Dans le cadre des accords de paix signés
en 2000 à Arusha, d'anciens tueurs rentrés
d'exil sont protégés par des soldats
sud-africains employés par l'ONU (qui a
remplacé l'Union africaine en juin dernier).
Comment effectuer son travail de deuil dans de
telles circonstances ? Un élément,
cependant, me semble encourageant : l'importance
toute relative de l'ethnie selon le jeu politique.
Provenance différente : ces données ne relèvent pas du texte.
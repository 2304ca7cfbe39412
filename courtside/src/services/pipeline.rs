use std::sync::Arc;
use std::time::Instant;

use crate::config::PipelineConfig;
use crate::models::{DataSource, Player, PlayerStats, Query, QueryResult, StatType, TrendSeries};
use crate::repository::{PlayerRepository, QueryHistoryStore};

use super::analyzer::StatsAnalyzer;
use super::parser::QueryParser;
use super::validator::QueryValidator;

pub const NO_PLAYER_ANSWER: &str = "プレイヤー名が指定されていません。";

fn invalid_answer(suggestions: &[String]) -> String {
    format!("クエリが無効です。修正案: {}", suggestions.join(", "))
}

fn player_not_found_answer(name: &str) -> String {
    format!("プレイヤー '{name}' が見つかりませんでした。")
}

fn stats_not_found_answer(player: &str, season: &str) -> String {
    format!("{player}の{season}シーズンの統計データが見つかりませんでした。")
}

/// The question-to-answer use case: parse, validate, resolve the player,
/// fetch the season, narrate, record.
///
/// Every call to [`execute`](Self::execute) yields exactly one
/// [`QueryResult`]. Only answers built from provider data are written to
/// history.
#[derive(Clone)]
pub struct QueryPipeline {
    parser: QueryParser,
    validator: QueryValidator,
    analyzer: StatsAnalyzer,
    players: Arc<dyn PlayerRepository>,
    history: Arc<dyn QueryHistoryStore>,
    default_season: String,
}

impl QueryPipeline {
    pub fn new(
        parser: QueryParser,
        analyzer: StatsAnalyzer,
        players: Arc<dyn PlayerRepository>,
        history: Arc<dyn QueryHistoryStore>,
        config: &PipelineConfig,
    ) -> Self {
        Self {
            parser,
            validator: QueryValidator::new(),
            analyzer,
            players,
            history,
            default_season: config.default_season.clone(),
        }
    }

    pub fn default_season(&self) -> &str {
        &self.default_season
    }

    pub async fn execute(&self, text: &str) -> QueryResult {
        let started = Instant::now();
        let result = self.run(text).await;

        tracing::info!(
            data_source = %result.data_source,
            player = ?result.query.player_name,
            season = ?result.query.season,
            latency_ms = started.elapsed().as_millis() as u64,
            "Query answered"
        );
        result
    }

    async fn run(&self, text: &str) -> QueryResult {
        let query = self.parser.parse(text).await;

        if !self.validator.validate(&query) {
            let suggestions = self.validator.suggest(&query);
            return QueryResult::new(query, invalid_answer(&suggestions), DataSource::Validation);
        }

        let Some(name) = query.player_name.clone() else {
            return QueryResult::new(query, NO_PLAYER_ANSWER, DataSource::Validation);
        };

        let Some(player) = self.players.find_by_name(&name).await else {
            return QueryResult::new(query, player_not_found_answer(&name), DataSource::PlayerSearch);
        };

        let season = query
            .season
            .clone()
            .unwrap_or_else(|| self.default_season.clone());

        let Some(stats) = self.players.get_stats(player.id, &season).await else {
            return QueryResult::new(
                query,
                stats_not_found_answer(&player.name, &season),
                DataSource::StatsSearch,
            );
        };

        let answer = self.analyzer.analyze(&stats).await;
        let result = QueryResult::new(query, answer, DataSource::Provider);
        self.history.save(result.clone()).await;
        result
    }

    /// Candidate players for a name fragment, at most ten.
    pub async fn search_players(&self, text: &str) -> Vec<Player> {
        self.players.search(text).await
    }

    /// The newest `limit` answered queries, oldest first.
    pub async fn recent_history(&self, limit: usize) -> Vec<QueryResult> {
        self.history.recent(limit).await
    }

    /// Career series of `stat` for the named player. `None` when the player
    /// cannot be resolved; an empty series when the provider has no seasons.
    pub async fn trend(&self, player_name: &str, stat: StatType) -> Option<TrendSeries> {
        let player = self.players.find_by_name(player_name).await?;
        let points = self.players.career_series(player.id, stat).await;
        Some(TrendSeries {
            player_name: player.name,
            stat,
            points,
        })
    }

    /// Narrated comparison of two players' seasons (the default season when
    /// `season` is `None`). Not recorded in history.
    pub async fn compare(&self, first: &str, second: &str, season: Option<&str>) -> String {
        let season = season.unwrap_or(&self.default_season);

        let first = match self.season_stats(first, season).await {
            Ok(stats) => stats,
            Err(answer) => return answer,
        };
        let second = match self.season_stats(second, season).await {
            Ok(stats) => stats,
            Err(answer) => return answer,
        };

        self.analyzer.compare(&first, &second).await
    }

    async fn season_stats(&self, name: &str, season: &str) -> std::result::Result<PlayerStats, String> {
        let player = self
            .players
            .find_by_name(name)
            .await
            .ok_or_else(|| player_not_found_answer(name))?;
        self.players
            .get_stats(player.id, season)
            .await
            .ok_or_else(|| stats_not_found_answer(&player.name, season))
    }

    /// Parse without executing, for callers that only need the structure.
    pub async fn parse(&self, text: &str) -> Query {
        self.parser.parse(text).await
    }
}
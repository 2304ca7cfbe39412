mod analyzer;
mod extraction_cache;
mod parser;
mod pipeline;
mod validator;

pub use analyzer::StatsAnalyzer;
pub use extraction_cache::{ExtractedFields, ExtractionCache};
pub use parser::{extract_player_name, extract_season, extract_stat_type, QueryParser};
pub use pipeline::{QueryPipeline, NO_PLAYER_ANSWER};
pub use validator::{QueryValidator, GENERIC_HINT, LENGTH_HINT, MIN_QUERY_CHARS, NAME_HINT, SEASON_HINT};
A l'heure actuelle, le Frodebu (Front pour la
démocratie au Burundi), le parti à
dominance hutue, est plus proche de l'Uprona (Union
pour le progrès national), dominé
par les Tutsis, laquelle il partageait jusqu'aux
accords avec les FDD l'exercice effectif du pouvoir
et la responsabilité de l'organisation
des futures élections, que des des mouvements
rebelles hutus, ralliés ou non au processus
de paix. Les hommes politiques des deux ethnies
se montrent souvent plus soucieux de leurs avantages
personnels que de l'amélioration de la
situation du pays. Paradoxalement, à travers
cette médiocrité politique, une
dynamique échappant à l'ethnicité
traverse le pays. Autre facteur d'espoir : la
mobilisation de la communauté internationale,
qui exerce des pressions constantes pour faire
aboutir les négociations. »
Craignez-vous
la diffusion d'une " idéologie du
génocide " à d'autres régions
d'Afrique ?
Jean-Pierre
Chrétien -
«
En Côte d'Ivoire, tout le vieil héritage
colonial sur les " vrais " et les "
faux " Noirs a brutalement fait sa réapparition
: il ne s'agit pas seulement d'une question de
partage du pouvoir, mais du refus de l'autre et,
symétriquement, de la peur de l'exclusion.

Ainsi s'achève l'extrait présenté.